Justiça afasta magistrado que perdeu voo e mandou prender funcionários da TAM

Juiz disse que ‘Ficou evidenciado, no caso, o abuso de autoridade’

juiz Marcelo

O juiz Marcelo Testa Baldochi – que mandou prender três funcionários da empresa aérea TAM, no aeroporto de Imperatriz (a 636 km de São Luís), após chegar atrasado para um voo e ser impedido de embarcar – foi afastado de suas funções na manhã desta quarta-feira. Também foi aberto um processo administrativo disciplinar (PAD) contra o magistrado. O juiz pode recorrer da decisão.

O afastamento, por tempo indeterminado, foi decidido na última sessão ordinária do Tribunal de Justiça do Maranhão antes do recesso de fim de ano. O desembargador Antonio Fernando Bayma Araujo, que presidiu a comissão de sindicância do TJ-MA, foi a Imperatriz nesta semana ouvir os envolvidos. Hoje, ele propôs no plenário do TJ-MA o afastamento do juiz.

— Ficou evidenciado, no caso, o abuso de autoridade do magistrado e seu mau exemplo para o todo o Poder Judiciário — disse ele ao GLOBO.

O episódio da prisão dos três funcionários da TAM ocorreu na noite do último dia 6, no aeroporto Renato Cortez Moreira, em Imperatriz, e foi gravado em uma celular por uma pessoa que estava no guichê da empresa aérea.

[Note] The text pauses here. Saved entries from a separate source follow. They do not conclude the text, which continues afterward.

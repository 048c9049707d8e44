//! Segment extraction, concatenation and output passes.
//!
//! Extraction re-encodes each keep window to a uniform intermediate
//! (H.264 / yuv420p / AAC 48 kHz) so the per-ratio assembly can stream-concat
//! without another encode. Sources may be remote; FFmpeg streams the needed
//! ranges rather than downloading the asset.

use std::path::Path;

use tokio::sync::watch;
use tracing::debug;

use crate::command::{FfmpegCommand, FfmpegRunner};
use crate::error::{MediaError, MediaResult};
use crate::filters;

/// Encoding settings shared by every intermediate segment.
#[derive(Debug, Clone)]
pub struct SegmentEncoding {
    pub video_codec: String,
    pub preset: String,
    pub crf: u8,
    pub audio_codec: String,
    pub audio_rate: u32,
    pub audio_bitrate: String,
}

impl Default for SegmentEncoding {
    fn default() -> Self {
        Self {
            video_codec: "libx264".to_string(),
            preset: "veryfast".to_string(),
            crf: 20,
            audio_codec: "aac".to_string(),
            audio_rate: 48_000,
            audio_bitrate: "128k".to_string(),
        }
    }
}

/// Merge keep windows that touch within `join_epsilon` seconds and drop
/// windows shorter than one frame at `fps`.
///
/// Windows must already be sorted by start (the validator guarantees this
/// for plan EDLs).
pub fn normalise_keep_windows(
    windows: &[(f64, f64)],
    fps: f64,
    join_epsilon: f64,
) -> Vec<(f64, f64)> {
    let min_len = if fps > 0.0 { 1.0 / fps } else { 0.0 };

    let mut merged: Vec<(f64, f64)> = Vec::new();
    for &(start, end) in windows {
        if let Some(last) = merged.last_mut() {
            if start - last.1 <= join_epsilon {
                last.1 = last.1.max(end);
                continue;
            }
        }
        merged.push((start, end));
    }

    merged.retain(|&(start, end)| end - start >= min_len);
    merged
}

/// Extract one keep window into a uniform intermediate.
pub async fn extract_segment(
    source_uri: &str,
    start: f64,
    end: f64,
    output: &Path,
    encoding: &SegmentEncoding,
    cancel_rx: Option<watch::Receiver<bool>>,
) -> MediaResult<()> {
    let duration = end - start;
    if duration <= 0.0 {
        return Err(MediaError::internal(format!(
            "degenerate segment [{start}, {end}]"
        )));
    }

    debug!(
        source = source_uri,
        start = start,
        end = end,
        output = %output.display(),
        "extracting segment"
    );

    let cmd = FfmpegCommand::new(source_uri, output)
        .seek(start)
        .duration(duration)
        .video_codec(&encoding.video_codec)
        .preset(&encoding.preset)
        .crf(encoding.crf)
        .output_args(["-pix_fmt", "yuv420p"])
        .audio_codec(&encoding.audio_codec)
        .output_args(["-ar", &encoding.audio_rate.to_string()])
        .output_args(["-b:a", &encoding.audio_bitrate]);

    let mut runner = FfmpegRunner::new();
    if let Some(rx) = cancel_rx {
        runner = runner.with_cancel(rx);
    }
    runner.run(&cmd).await
}

/// Concatenate uniform intermediates in order with the concat demuxer.
/// No re-encode happens between segments of one output.
pub async fn concat_segments(segments: &[&Path], output: &Path) -> MediaResult<()> {
    if segments.is_empty() {
        return Err(MediaError::internal("nothing to concatenate"));
    }

    let list_dir = output
        .parent()
        .ok_or_else(|| MediaError::internal("output has no parent directory"))?;
    let list_path = list_dir.join("concat.txt");
    tokio::fs::write(&list_path, concat_list(segments)).await?;

    let cmd = FfmpegCommand::new(list_path.to_string_lossy(), output)
        .input_arg("-f")
        .input_arg("concat")
        .input_arg("-safe")
        .input_arg("0")
        .output_args(["-c", "copy"]);

    let result = FfmpegRunner::new().run(&cmd).await;
    tokio::fs::remove_file(&list_path).await.ok();
    result
}

/// Build the concat demuxer list file body.
fn concat_list(segments: &[&Path]) -> String {
    let mut body = String::new();
    for path in segments {
        // Single quotes in paths are closed, escaped and reopened per the
        // demuxer's quoting rules
        let escaped = path.to_string_lossy().replace('\'', r"'\''");
        body.push_str(&format!("file '{}'\n", escaped));
    }
    body
}

/// Scale-and-pad one segment into a target frame. Audio passes through.
pub async fn apply_aspect(
    input: &Path,
    output: &Path,
    frame: (u32, u32),
    encoding: &SegmentEncoding,
) -> MediaResult<()> {
    let cmd = FfmpegCommand::new(input.to_string_lossy(), output)
        .video_filter(filters::fit_and_pad(frame.0, frame.1))
        .video_codec(&encoding.video_codec)
        .preset(&encoding.preset)
        .crf(encoding.crf)
        .audio_codec("copy");

    FfmpegRunner::new().run(&cmd).await
}

/// Burn subtitles into a finished output. Audio passes through.
pub async fn burn_subtitles(
    input: &Path,
    srt: &Path,
    output: &Path,
    font: &str,
    font_size: u32,
    encoding: &SegmentEncoding,
) -> MediaResult<()> {
    let cmd = FfmpegCommand::new(input.to_string_lossy(), output)
        .video_filter(filters::subtitles(&srt.to_string_lossy(), font, font_size))
        .video_codec(&encoding.video_codec)
        .preset(&encoding.preset)
        .crf(encoding.crf)
        .audio_codec("copy");

    FfmpegRunner::new().run(&cmd).await
}

/// Loudness-normalise the audio track. Video passes through.
pub async fn normalise_audio(input: &Path, output: &Path, target_lufs: f64) -> MediaResult<()> {
    let cmd = FfmpegCommand::new(input.to_string_lossy(), output)
        .audio_filter(filters::loudnorm(target_lufs))
        .video_codec("copy")
        .audio_codec("aac");

    FfmpegRunner::new().run(&cmd).await
}

/// Remux with streaming-friendly moov-atom placement.
pub async fn finalise(input: &Path, output: &Path) -> MediaResult<()> {
    let cmd = FfmpegCommand::new(input.to_string_lossy(), output)
        .output_args(["-c", "copy"])
        .output_args(["-movflags", "+faststart"]);

    FfmpegRunner::new().run(&cmd).await
}

/// Grab a thumbnail from the first second of an output.
pub async fn thumbnail(input: &Path, output: &Path, width: u32) -> MediaResult<()> {
    let cmd = FfmpegCommand::new(input.to_string_lossy(), output)
        .seek(0.5)
        .video_filter(format!("scale={}:-2", width))
        .output_args(["-vframes", "1"])
        .no_audio();

    FfmpegRunner::new().run(&cmd).await
}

— Quietinho. O senhor está presinho, não sai daqui. Pra aprender a respeitar o consumidor — diz o magistrado a um atendente da empresa aérea. — E o senhor também — afirma o juiz a outro funcionário que supostamente tenta intervir a favor do colega.

A Polícia Militar foi chamada e conduziu três funcionários apontados pelo juiz ao Plantão da 10ª Delegacia Regional de Imperatriz. Eles foram ouvidos e, em seguida, liberados. Um dos funcionários conduzidos à polícia, o despachante de voo Argemiro Augusto, disse a colegas de trabalho que se sentiu “humilhado” pelo juiz, já que os procedimentos de embarque tinham sido encerrados.

Outro funcionário conduzido, o agente de bagagem Alessandro Rodrigues, afirmou, em reportagem do “Fantástico”, que “é triste para um pai de família sair de casa para trabalhar e de repente se deparar com uma situação dessa”.

Carta pública na internet

Até agora, o juiz não quis falar diretamente com a imprensa mas, diante da repercussão do caso, Marcelo Baldochi prestou esclarecimentos em carta pública divulgada na internet:

“O voo marcado para as 21h02 admitia o embarque, segundo as normas de aviação civil e do que consta do próprio bilhete, 15 minutos antes da partida”, disse.

“Todavia, mesmo com o check-in em mãos, às 20h32, os passageiros Marcelo Baldochi e Camila Costa foram impedidos de embarcar sob a alegação de que deveriam estar no local às 20h”, relatou o juiz.

O magistrado ainda disse que o agente da TAM não prestou qualquer informação e disse que “não era problema dele”, isolando-se numa sala da companhia. Baldochi informou ter registrado às 20h42 uma ocorrência na Infraero/Anac contra a companhia e seu agente. Por fim Baldochi ainda afirmou que “o agente incorreu em ilícito civil e criminal, e toda e qualquer pessoa pode dar voz de prisão e chamar a polícia”.

“Está na lei e ali se fazia presente um consumidor que exigia seus direitos”, completou.

Trabalho escravo

O magistrado é paulista e atuou por mais de seis anos na comarca de Senador La Rocque. Ele estava na 4ª Vara Cível de Imperatriz. Baldochi já foi acusado pela fiscalização do grupo móvel do Ministério do Trabalho, em 2007, de se utilizar de 25 trabalhadores em situação degradante (análoga à escravidão) numa propriedade sua – a Fazenda Pôr do Sol, em Bom Jardim (MA). Em 2011, Marcelo Baldochi foi condenado pela Justiça maranhense a indenizar em R$ 31 mil quatro desses trabalhadores – um deles menor de idade, na época.

Três entidades da magistratura – Associação dos Magistrados Brasileiros (AMB), Associação dos Magistrados do Maranhão (AMMA) e Ordem dos Advogados do Brasil (OAB), seccional Maranhão – condenaram a atitude do juiz de dar voz de prisão aos trabalhadores da empresa aérea após chegar atrasado ao aeroporto e perder o voo.